American Journal Of Psychiatry: The Effects Of Mental Health Parity On Spending And Utilization For Bipolar, Major Depression, And Adjustment Disorders – The 2010 Mental Health Parity and Addiction Equity Act requires many private health insurance plans to provide coverage for mental conditions in the same manner as they do for general health services. Researchers compared the 1999 behavioral health treatment use and spending in the Federal Employees Health Benefits plan, which had implemented a parity program, and privately insured patients unaffected by parity. They report: "Total spending was unchanged among enrollees with bipolar disorder and major depression but decreased for those with adjustment disorder. Out-of-pocket spending decreased for all three groups ... Total annual utilization ... remained unchanged across all diagnoses," and conclude: "Parity implemented under managed care improved financial protection and differentially affected spending and psychotherapy utilization across groups. There was some evidence that resources were preferentially preserved for diagnoses that are typically more severe or chronic and reduced for diagnoses expected to be less so" (Busch et al., 2/1). 

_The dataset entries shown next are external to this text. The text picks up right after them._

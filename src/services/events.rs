//! Event system for moderation operations
//!
//! Provides an event bus for notifying listeners about committed writes.
//! Events are emitted after the transaction commits; the only listener
//! shipped here writes them to the audit log.

use std::sync::Arc;
use tokio::sync::broadcast;
use tracing::{debug, info, trace};

use crate::db::ClusterStatus;

/// Moderation events emitted by services
#[derive(Debug, Clone, PartialEq)]
pub enum ModerationEvent {
    // Cluster events
    ClusterCreated {
        cluster_id: i64,
        leader_entity_id: i64,
    },
    ClusterDeleted {
        cluster_id: i64,
        cleared_members: usize,
        deleted_ledger_rows: usize,
    },
    ClusterRenumbered {
        old_id: i64,
        new_id: i64,
    },

    // Membership events
    MemberAdded {
        entity_id: i64,
        cluster_id: i64,
    },
    MemberRemoved {
        entity_id: i64,
        cluster_id: i64,
    },

    // Ledger and report events
    StatusRecorded {
        cluster_id: i64,
        status: ClusterStatus,
        actor_id: i64,
    },
    ReportRecorded {
        cluster_id: i64,
        report_count: i32,
    },
    ReportCountCorrected {
        cluster_id: i64,
        report_count: i32,
    },

    // Registry events
    EntityDeleted {
        entity_id: i64,
        cascaded_cluster: Option<i64>,
    },
    EntityRenamed {
        old_id: i64,
        new_id: i64,
    },
    ActorDeleted {
        actor_id: i64,
    },
    ActorRenamed {
        old_id: i64,
        new_id: i64,
        ledger_rows: usize,
    },

    // Maintenance
    MaintenanceFinished {
        task: &'static str,
        corrected: usize,
    },
}

/// Trait for event listeners
pub trait EventListener: Send + Sync {
    /// Handle an event
    fn on_event(&self, event: &ModerationEvent);
}

/// Event bus for broadcasting moderation events
pub struct EventBus {
    sender: broadcast::Sender<ModerationEvent>,
}

impl EventBus {
    /// Create a new event bus with default capacity
    pub fn new() -> Self {
        Self::with_capacity(1024)
    }

    /// Create a new event bus with specified capacity (at least 1)
    pub fn with_capacity(capacity: usize) -> Self {
        let (sender, _) = broadcast::channel(capacity.clamp(1, usize::MAX / 2));
        Self { sender }
    }

    /// Emit an event to all subscribers
    pub fn emit(&self, event: ModerationEvent) {
        trace!(event = ?event, "Emitting moderation event");
        // No subscribers is fine
        let _ = self.sender.send(event);
    }

    /// Subscribe to events
    pub fn subscribe(&self) -> broadcast::Receiver<ModerationEvent> {
        self.sender.subscribe()
    }

    /// Get the number of active subscribers
    pub fn subscriber_count(&self) -> usize {
        self.sender.receiver_count()
    }
}

impl Default for EventBus {
    fn default() -> Self {
        Self::new()
    }
}

/// Logging event listener for audit trails
pub struct LoggingEventListener;

impl EventListener for LoggingEventListener {
    fn on_event(&self, event: &ModerationEvent) {
        match event {
            ModerationEvent::ClusterCreated { cluster_id, leader_entity_id } => {
                info!(cluster_id, leader_entity_id, "Cluster created");
            }
            ModerationEvent::ClusterDeleted { cluster_id, cleared_members, deleted_ledger_rows } => {
                info!(cluster_id, cleared_members, deleted_ledger_rows, "Cluster deleted");
            }
            ModerationEvent::StatusRecorded { cluster_id, status, actor_id } => {
                info!(cluster_id, actor_id, status = %status, "Status recorded");
            }
            ModerationEvent::EntityDeleted { entity_id, cascaded_cluster: Some(cluster_id) } => {
                info!(entity_id, cluster_id, "Leader deleted, cluster cascaded");
            }
            ModerationEvent::MaintenanceFinished { task, corrected } => {
                info!(task, corrected, "Maintenance finished");
            }
            _ => {
                debug!(event = ?event, "Moderation event");
            }
        }
    }
}

/// Spawn a background task that logs all events
pub fn spawn_logging_listener(event_bus: Arc<EventBus>) -> tokio::task::JoinHandle<()> {
    let mut receiver = event_bus.subscribe();
    let listener = LoggingEventListener;

    tokio::spawn(async move {
        loop {
            match receiver.recv().await {
                Ok(event) => listener.on_event(&event),
                Err(broadcast::error::RecvError::Lagged(n)) => {
                    debug!(skipped = n, "Event listener lagged, skipped events");
                }
                Err(broadcast::error::RecvError::Closed) => {
                    debug!("Event bus closed, stopping listener");
                    break;
                }
            }
        }
    })
}

#[cfg(test)]
mod tests {
    use super::*;
    use tokio::time::{timeout, Duration};

    #[tokio::test]
    async fn test_event_bus_emit_receive() {
        let bus = EventBus::new();
        let mut receiver = bus.subscribe();

        bus.emit(ModerationEvent::StatusRecorded {
            cluster_id: 3,
            status: ClusterStatus::Blacklisted,
            actor_id: 9,
        });

        let event = timeout(Duration::from_millis(100), receiver.recv())
            .await
            .expect("timeout")
            .expect("receive error");

        assert_eq!(
            event,
            ModerationEvent::StatusRecorded {
                cluster_id: 3,
                status: ClusterStatus::Blacklisted,
                actor_id: 9,
            }
        );
    }

    #[test]
    fn test_event_bus_no_subscribers() {
        let bus = EventBus::new();
        assert_eq!(bus.subscriber_count(), 0);
        bus.emit(ModerationEvent::ActorDeleted { actor_id: 1 });
    }

    #[tokio::test]
    async fn test_zero_capacity_is_clamped() {
        let bus = EventBus::with_capacity(0);
        let mut receiver = bus.subscribe();
        bus.emit(ModerationEvent::ActorDeleted { actor_id: 4 });
        assert_eq!(receiver.recv().await.unwrap(), ModerationEvent::ActorDeleted { actor_id: 4 });
    }

    #[tokio::test]
    async fn test_logging_listener_stops_when_bus_dropped() {
        let bus = Arc::new(EventBus::with_capacity(8));
        let handle = spawn_logging_listener(bus.clone());
        bus.emit(ModerationEvent::ClusterCreated { cluster_id: 1, leader_entity_id: 1 });
        drop(bus);
        timeout(Duration::from_secs(1), handle)
            .await
            .expect("listener did not stop")
            .unwrap();
    }
}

Journal Of Health Care For The Poor And Underserved: Reducing Disparities In Access To Primary Care And Patient Satisfaction With Care: The Role Of Health Centers – The authors note that federally supported health centers (HC) provide accessible and affordable health care services, such as primary and dental care, to people living in medically underserved areas. With data from two 2009 national surveys, researchers compared the primary care experiences of patients receiving their care at HCs to other patients. They found that "Health center patients were more racially and ethnically diverse than national patients, and health center patients were more likely than national patients to be uninsured or publicly insured. No significant health care disparities in access to care existed among patients from different racial/ethnic and insurance groups among health centers, unlike low-income patients nationwide or the U.S. population in general. Additional focus on the uninsured, in health centers and other health care settings nationwide, is needed to enhance satisfaction with care among these patients" (Shi et al., 2/2013).

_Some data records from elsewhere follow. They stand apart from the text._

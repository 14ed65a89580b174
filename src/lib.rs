//! Message Cluster Store - moderation engine for clustered message entities
//!
//! Groups related message entities into clusters anchored on a leader
//! entity, tracks report and membership counters, keeps an append-only
//! ledger of moderation decisions, and serves rank-ordered moderation queues.
//!
//! ## Architecture
//!
//! - **Cluster store**: identity, leader, counters, cached latest status
//! - **Membership index**: `entities.cluster_id` plus `entity_count`
//! - **Status ledger**: immutable decisions, mirrored onto the cluster
//! - **Report tracker**: atomic `report_count` increments
//! - **Ranking index**: keyset-paginated queues per status
//!
//! Which entities cluster together, and who leads, is decided upstream.
//!
//! ## Storage Layout
//!
//! ```text
//! ~/.local/share/message-cluster-store/
//! ├── moderation.db          # SQLite (WAL) database
//! └── config.toml            # Configuration
//! ```

pub mod config;
pub mod error;
pub mod db;
pub mod services;

// Re-exports
pub use config::Config;
pub use error::{ErrorKind, StorageError};
pub use db::{ClusterStatus, MessageCluster, MessageClusterStatus, ModerationDb, RankCursor, RankOrder, RankedPage};
pub use services::{EventBus, ModerationEvent, Services, StatusHistory};
//! Cluster store operations using Diesel
//!
//! Creation elects a leader and writes the first ledger entry; deletion
//! clears membership and removes the ledger in the same transaction.
//! Leaders are never reassigned: a cluster lives exactly as long as its
//! leader entity (or until moderation tooling deletes it).

use diesel::prelude::*;
use serde::Serialize;
use tracing::debug;

use super::diesel_schema::{entities, message_cluster_statuses, message_clusters};
use super::models::{current_timestamp, ClusterStatus, MessageCluster, MessageClusterStatus, NewMessageCluster};
use super::{ledger, registry};
use crate::error::StorageError;

/// Result of creating a cluster
#[derive(Debug, Clone, Serialize)]
pub struct CreatedCluster {
    pub cluster: MessageCluster,
    pub initial_status: MessageClusterStatus,
}

/// Result of deleting a cluster and everything that hangs off it
#[derive(Debug, Clone, Serialize)]
pub struct DeletedCluster {
    pub cluster: MessageCluster,
    pub cleared_members: usize,
    pub deleted_ledger_rows: usize,
}

// ============================================================================
// Read Operations
// ============================================================================

/// Get cluster by ID
pub fn get_cluster(
    conn: &mut SqliteConnection,
    cluster_id: i64,
) -> Result<Option<MessageCluster>, StorageError> {
    message_clusters::table
        .find(cluster_id)
        .select(MessageCluster::as_select())
        .first(conn)
        .optional()
        .map_err(|e| StorageError::query("Query failed", e))
}

/// Get cluster by ID, failing with `ClusterNotFound`
pub fn require_cluster(
    conn: &mut SqliteConnection,
    cluster_id: i64,
) -> Result<MessageCluster, StorageError> {
    get_cluster(conn, cluster_id)?.ok_or(StorageError::ClusterNotFound(cluster_id))
}

/// Get the cluster led by an entity
pub fn find_by_leader(
    conn: &mut SqliteConnection,
    leader_entity_id: i64,
) -> Result<Option<MessageCluster>, StorageError> {
    message_clusters::table
        .filter(message_clusters::leader_entity_id.eq(leader_entity_id))
        .select(MessageCluster::as_select())
        .first(conn)
        .optional()
        .map_err(|e| StorageError::query("Query failed", e))
}

/// Total number of clusters
pub fn cluster_count(conn: &mut SqliteConnection) -> Result<i64, StorageError> {
    message_clusters::table
        .count()
        .get_result(conn)
        .map_err(|e| StorageError::query("Count query failed", e))
}

// ============================================================================
// Write Operations
// ============================================================================

/// Create a cluster led by `leader_entity_id`.
///
/// The initial `unclassified` ledger entry is attributed to `system_actor_id`,
/// which is provisioned in the actor directory if missing.
pub fn create_cluster(
    conn: &mut SqliteConnection,
    leader_entity_id: i64,
    system_actor_id: i64,
) -> Result<CreatedCluster, StorageError> {
    conn.transaction(|conn| {
        if !registry::entity_exists(conn, leader_entity_id)? {
            return Err(StorageError::LeaderNotFound(leader_entity_id));
        }

        if let Some(existing) = find_by_leader(conn, leader_entity_id)? {
            return Err(StorageError::DuplicateLeader {
                entity_id: leader_entity_id,
                cluster_id: existing.id,
            });
        }

        let now = current_timestamp();
        let new_cluster = NewMessageCluster {
            leader_entity_id,
            entity_count: 0,
            report_count: 0,
            latest_status: ClusterStatus::Unclassified,
            latest_status_at: &now,
            created_at: &now,
            updated_at: &now,
        };

        diesel::insert_into(message_clusters::table)
            .values(&new_cluster)
            .execute(conn)
            .map_err(|e| StorageError::query("Insert failed", e))?;

        let cluster = find_by_leader(conn, leader_entity_id)?
            .ok_or_else(|| StorageError::Internal("Failed to retrieve created cluster".into()))?;

        registry::ensure_actor(conn, system_actor_id)?;
        let initial_status = ledger::append_entry(
            conn,
            cluster.id,
            ClusterStatus::Unclassified,
            system_actor_id,
            &now,
        )?;

        debug!(cluster_id = cluster.id, leader_entity_id, "Cluster created");

        Ok(CreatedCluster {
            cluster: require_cluster(conn, cluster.id)?,
            initial_status,
        })
    })
}

/// Delete a cluster: clear `cluster_id` on every member, delete its ledger
/// rows, then the cluster itself. All or nothing.
pub fn delete_cluster(
    conn: &mut SqliteConnection,
    cluster_id: i64,
) -> Result<DeletedCluster, StorageError> {
    conn.transaction(|conn| {
        let cluster = require_cluster(conn, cluster_id)?;

        let cleared_members = diesel::update(entities::table.filter(entities::cluster_id.eq(cluster_id)))
            .set(entities::cluster_id.eq(None::<i64>))
            .execute(conn)
            .map_err(|e| StorageError::query("Membership clear failed", e))?;

        let deleted_ledger_rows = ledger::delete_for_cluster(conn, cluster_id)?;

        diesel::delete(message_clusters::table.find(cluster_id))
            .execute(conn)
            .map_err(|e| StorageError::query("Delete failed", e))?;

        debug!(cluster_id, cleared_members, deleted_ledger_rows, "Cluster deleted");

        Ok(DeletedCluster {
            cluster,
            cleared_members,
            deleted_ledger_rows,
        })
    })
}

/// Change a cluster's identifier, carrying ledger rows and members along.
pub fn renumber_cluster(
    conn: &mut SqliteConnection,
    old_id: i64,
    new_id: i64,
) -> Result<MessageCluster, StorageError> {
    conn.transaction(|conn| {
        require_cluster(conn, old_id)?;
        if old_id == new_id {
            return require_cluster(conn, old_id);
        }
        if get_cluster(conn, new_id)?.is_some() {
            return Err(StorageError::IdentifierTaken(format!("cluster {}", new_id)));
        }

        let now = current_timestamp();
        diesel::update(message_clusters::table.find(old_id))
            .set((
                message_clusters::id.eq(new_id),
                message_clusters::updated_at.eq(&now),
            ))
            .execute(conn)
            .map_err(|e| StorageError::query("Update failed", e))?;

        diesel::update(
            message_cluster_statuses::table
                .filter(message_cluster_statuses::message_cluster_id.eq(old_id)),
        )
        .set(message_cluster_statuses::message_cluster_id.eq(new_id))
        .execute(conn)
        .map_err(|e| StorageError::query("Ledger update failed", e))?;

        diesel::update(entities::table.filter(entities::cluster_id.eq(old_id)))
            .set(entities::cluster_id.eq(new_id))
            .execute(conn)
            .map_err(|e| StorageError::query("Membership update failed", e))?;

        require_cluster(conn, new_id)
    })
}

#[cfg(test)]
mod tests {
    use super::*;
    use crate::db::{membership, test_conn};

    const SYSTEM: i64 = 0;

    fn seed_entities(conn: &mut SqliteConnection, ids: &[i64]) {
        for id in ids {
            registry::register_entity(conn, *id).unwrap();
        }
    }

    #[test]
    fn test_create_cluster_defaults() {
        let mut conn = test_conn();
        seed_entities(&mut conn, &[1]);

        let created = create_cluster(&mut conn, 1, SYSTEM).unwrap();
        let cluster = created.cluster;
        assert_eq!(cluster.leader_entity_id, 1);
        assert_eq!(cluster.entity_count, 0);
        assert_eq!(cluster.report_count, 0);
        assert_eq!(cluster.last_reported_at, None);
        assert_eq!(cluster.latest_status, ClusterStatus::Unclassified);
        assert_eq!(cluster.latest_status_at, cluster.created_at);

        assert_eq!(created.initial_status.status, ClusterStatus::Unclassified);
        assert_eq!(created.initial_status.actor_id, SYSTEM);
        assert_eq!(created.initial_status.created_at, cluster.latest_status_at);
        assert!(registry::actor_exists(&mut conn, SYSTEM).unwrap());
    }

    #[test]
    fn test_create_cluster_missing_leader() {
        let mut conn = test_conn();
        let err = create_cluster(&mut conn, 42, SYSTEM).unwrap_err();
        assert!(matches!(err, StorageError::LeaderNotFound(42)));
        assert_eq!(cluster_count(&mut conn).unwrap(), 0);
    }

    #[test]
    fn test_duplicate_leader_rejected() {
        let mut conn = test_conn();
        seed_entities(&mut conn, &[1]);

        let first = create_cluster(&mut conn, 1, SYSTEM).unwrap();
        let err = create_cluster(&mut conn, 1, SYSTEM).unwrap_err();
        match err {
            StorageError::DuplicateLeader { entity_id, cluster_id } => {
                assert_eq!(entity_id, 1);
                assert_eq!(cluster_id, first.cluster.id);
            }
            other => panic!("unexpected error: {other:?}"),
        }
        assert_eq!(cluster_count(&mut conn).unwrap(), 1);
    }

    #[test]
    fn test_delete_cluster_clears_members_and_ledger() {
        let mut conn = test_conn();
        seed_entities(&mut conn, &[1, 2, 3]);
        let cluster = create_cluster(&mut conn, 1, SYSTEM).unwrap().cluster;
        membership::add_member(&mut conn, 2, cluster.id).unwrap();
        membership::add_member(&mut conn, 3, cluster.id).unwrap();

        let deleted = delete_cluster(&mut conn, cluster.id).unwrap();
        assert_eq!(deleted.cleared_members, 2);
        assert_eq!(deleted.deleted_ledger_rows, 1);

        assert!(get_cluster(&mut conn, cluster.id).unwrap().is_none());
        assert_eq!(membership::cluster_of(&mut conn, 2).unwrap(), None);
        assert_eq!(membership::cluster_of(&mut conn, 3).unwrap(), None);
        assert!(registry::entity_exists(&mut conn, 2).unwrap());
        assert!(ledger::latest_entry(&mut conn, cluster.id).unwrap().is_none());
    }

    #[test]
    fn test_delete_missing_cluster() {
        let mut conn = test_conn();
        assert!(matches!(
            delete_cluster(&mut conn, 7),
            Err(StorageError::ClusterNotFound(7))
        ));
    }

    #[test]
    fn test_renumber_cluster_carries_references() {
        let mut conn = test_conn();
        seed_entities(&mut conn, &[1, 2]);
        let cluster = create_cluster(&mut conn, 1, SYSTEM).unwrap().cluster;
        membership::add_member(&mut conn, 2, cluster.id).unwrap();

        let renumbered = renumber_cluster(&mut conn, cluster.id, 500).unwrap();
        assert_eq!(renumbered.id, 500);
        assert_eq!(renumbered.entity_count, 1);
        assert_eq!(membership::cluster_of(&mut conn, 2).unwrap(), Some(500));
        assert_eq!(ledger::latest_entry(&mut conn, 500).unwrap().unwrap().message_cluster_id, 500);
        assert!(get_cluster(&mut conn, cluster.id).unwrap().is_none());
    }

    #[test]
    fn test_renumber_onto_existing_cluster_fails() {
        let mut conn = test_conn();
        seed_entities(&mut conn, &[1, 2]);
        let a = create_cluster(&mut conn, 1, SYSTEM).unwrap().cluster;
        let b = create_cluster(&mut conn, 2, SYSTEM).unwrap().cluster;
        assert!(matches!(
            renumber_cluster(&mut conn, a.id, b.id),
            Err(StorageError::IdentifierTaken(_))
        ));
    }
}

Here is a selection of news coverage of other recent research:

Reuters: Longer Span Between Mammograms Okay For Older Women
Screening women over 65 each year for breast cancer doesn't catch any more early tumors -- but it does lead to more false positives -- than screening every other year, according to a new study. The findings are based on more than 140,000 older women included in five mammography registries across the United States. "This study clearly tells us that screening every two years may be more appropriate than screening women every year," said Dr. Otis Brawley, chief medical officer of the American Cancer Society (ACS) (Pittman, 2/7).